[Start of section]

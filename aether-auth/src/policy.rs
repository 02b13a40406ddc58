//! Doctrinal-fit and external-policy factors (§4.2 factors 5 and 6).

use aether_core::{AgentId, CircuitBreakerConfig, CycleId};
use async_trait::async_trait;
use serde::{Deserialize, Serialize};
use std::fmt;
use std::sync::atomic::{AtomicU32, AtomicU8, Ordering};
use std::sync::RwLock;
use std::time::Instant;

/// Doctrine KB's verdict on an action description.
#[derive(Debug, Clone, PartialEq, Eq)]
pub enum DoctrineVerdict {
    Compliant,
    NonCompliant { reason: String },
}

/// The doctrine adapter is down. Per §4.2 this is a soft-fail: it never
/// turns into a hard deny on its own.
#[derive(Debug, Clone)]
pub struct DoctrineUnavailable;

impl fmt::Display for DoctrineUnavailable {
    fn fmt(&self, f: &mut fmt::Formatter<'_>) -> fmt::Result {
        write!(f, "doctrine adapter unavailable")
    }
}

impl std::error::Error for DoctrineUnavailable {}

/// Consults the doctrine knowledge base for a compliance verdict on an
/// action description (§4.2 factor 5).
#[async_trait]
pub trait DoctrineAdapter: Send + Sync {
    async fn check_compliance(&self, action_description: &str) -> Result<DoctrineVerdict, DoctrineUnavailable>;
}

/// Test double that always reports compliant, used to exercise the other
/// five factors in isolation.
pub struct AlwaysCompliant;

#[async_trait]
impl DoctrineAdapter for AlwaysCompliant {
    async fn check_compliance(&self, _action_description: &str) -> Result<DoctrineVerdict, DoctrineUnavailable> {
        Ok(DoctrineVerdict::Compliant)
    }
}

/// Result of consulting the external policy evaluator (§4.2 factor 6).
#[derive(Debug, Clone, PartialEq, Eq)]
pub enum PolicyOutcome {
    Allow,
    Deny { reason: String },
    /// No evaluator configured for this kernel instance; the factor is
    /// skipped rather than denied.
    Unconfigured,
    /// The breaker has seen enough consecutive failures within the window
    /// to degrade to deny without attempting the call (§4.2: "degrades to
    /// deny after N consecutive failures within a window").
    CircuitOpen,
    /// The call itself failed (timeout, transport error, malformed body).
    Unreachable,
}

#[derive(Serialize)]
struct PolicyInput {
    agent: String,
    action: String,
    ato_cycle: String,
}

#[derive(Serialize)]
struct PolicyRequestBody {
    input: PolicyInput,
}

#[derive(Deserialize)]
struct PolicyResponseBody {
    result: bool,
}

#[derive(Debug, Clone, Copy, PartialEq, Eq)]
enum CircuitState {
    Closed = 0,
    Open = 1,
    HalfOpen = 2,
}

impl From<u8> for CircuitState {
    fn from(v: u8) -> Self {
        match v {
            0 => CircuitState::Closed,
            1 => CircuitState::Open,
            _ => CircuitState::HalfOpen,
        }
    }
}

struct CircuitBreaker {
    state: AtomicU8,
    failure_count: AtomicU32,
    last_failure: RwLock<Option<Instant>>,
    config: CircuitBreakerConfig,
}

impl CircuitBreaker {
    fn new(config: CircuitBreakerConfig) -> Self {
        Self {
            state: AtomicU8::new(CircuitState::Closed as u8),
            failure_count: AtomicU32::new(0),
            last_failure: RwLock::new(None),
            config,
        }
    }

    fn is_allowed(&self) -> bool {
        match CircuitState::from(self.state.load(Ordering::SeqCst)) {
            CircuitState::Closed | CircuitState::HalfOpen => true,
            CircuitState::Open => {
                let reopen = self
                    .last_failure
                    .read()
                    .ok()
                    .and_then(|g| *g)
                    .map(|last| last.elapsed() > self.config.open_duration)
                    .unwrap_or(false);
                if reopen {
                    self.state.store(CircuitState::HalfOpen as u8, Ordering::SeqCst);
                }
                reopen
            }
        }
    }

    fn record_success(&self) {
        self.failure_count.store(0, Ordering::SeqCst);
        self.state.store(CircuitState::Closed as u8, Ordering::SeqCst);
    }

    fn record_failure(&self) {
        if let Ok(mut guard) = self.last_failure.write() {
            *guard = Some(Instant::now());
        }
        let count = self.failure_count.fetch_add(1, Ordering::SeqCst) + 1;
        if count >= self.config.failure_threshold {
            self.state.store(CircuitState::Open as u8, Ordering::SeqCst);
        }
    }
}

/// Client for the external policy evaluator (§4.2 factor 6, §6). Decisions
/// from a reachable evaluator are authoritative; once the breaker opens,
/// every call degrades to deny without attempting the network.
pub struct ExternalPolicyClient {
    client: reqwest::Client,
    url: Option<String>,
    breaker: CircuitBreaker,
}

impl ExternalPolicyClient {
    /// `base_url` is the evaluator's root (e.g. `https://policy.example.com`);
    /// `package` is the OPA-style dotted policy package (e.g.
    /// `aetheros.policy`). The two are joined into the `/v1/data/<pkg>/allow`
    /// path §6 pins down, with package dots mapped to path segments the way
    /// OPA itself addresses packages.
    pub fn new(base_url: impl Into<String>, package: &str, breaker_config: CircuitBreakerConfig) -> Self {
        let base_url = base_url.into();
        let package_path = package.replace('.', "/");
        let url = format!("{}/v1/data/{package_path}/allow", base_url.trim_end_matches('/'));
        Self {
            client: reqwest::Client::new(),
            url: Some(url),
            breaker: CircuitBreaker::new(breaker_config),
        }
    }

    /// A client with no evaluator configured; factor 6 is skipped for
    /// every request (kernel instances that don't wire one in).
    pub fn unconfigured() -> Self {
        Self {
            client: reqwest::Client::new(),
            url: None,
            breaker: CircuitBreaker::new(CircuitBreakerConfig::default()),
        }
    }

    pub async fn evaluate(&self, agent: AgentId, action: &str, cycle: CycleId) -> PolicyOutcome {
        let Some(url) = &self.url else {
            return PolicyOutcome::Unconfigured;
        };
        if !self.breaker.is_allowed() {
            return PolicyOutcome::CircuitOpen;
        }

        let body = PolicyRequestBody {
            input: PolicyInput {
                agent: agent.to_string(),
                action: action.to_string(),
                ato_cycle: cycle.to_string(),
            },
        };

        let result = self.client.post(url.as_str()).json(&body).send().await;
        match result {
            Ok(response) if response.status().is_success() => match response.json::<PolicyResponseBody>().await {
                Ok(parsed) => {
                    self.breaker.record_success();
                    if parsed.result {
                        PolicyOutcome::Allow
                    } else {
                        PolicyOutcome::Deny {
                            reason: "denied by external policy".to_string(),
                        }
                    }
                }
                Err(e) => {
                    self.breaker.record_failure();
                    tracing::warn!(%e, "external policy response malformed");
                    PolicyOutcome::Unreachable
                }
            },
            Ok(response) => {
                self.breaker.record_failure();
                tracing::warn!(status = %response.status(), "external policy evaluator returned error status");
                PolicyOutcome::Unreachable
            }
            Err(e) => {
                self.breaker.record_failure();
                tracing::warn!(%e, "external policy evaluator unreachable");
                PolicyOutcome::Unreachable
            }
        }
    }
}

[End of section]

» Problem requirements: Throughout the data above, copy all lines where the word "status" is found.

» Response:
            Ok(response) if response.status().is_success() => match response.json::<PolicyResponseBody>().await {
                tracing::warn!(status = %response.status(), "external policy evaluator returned error status");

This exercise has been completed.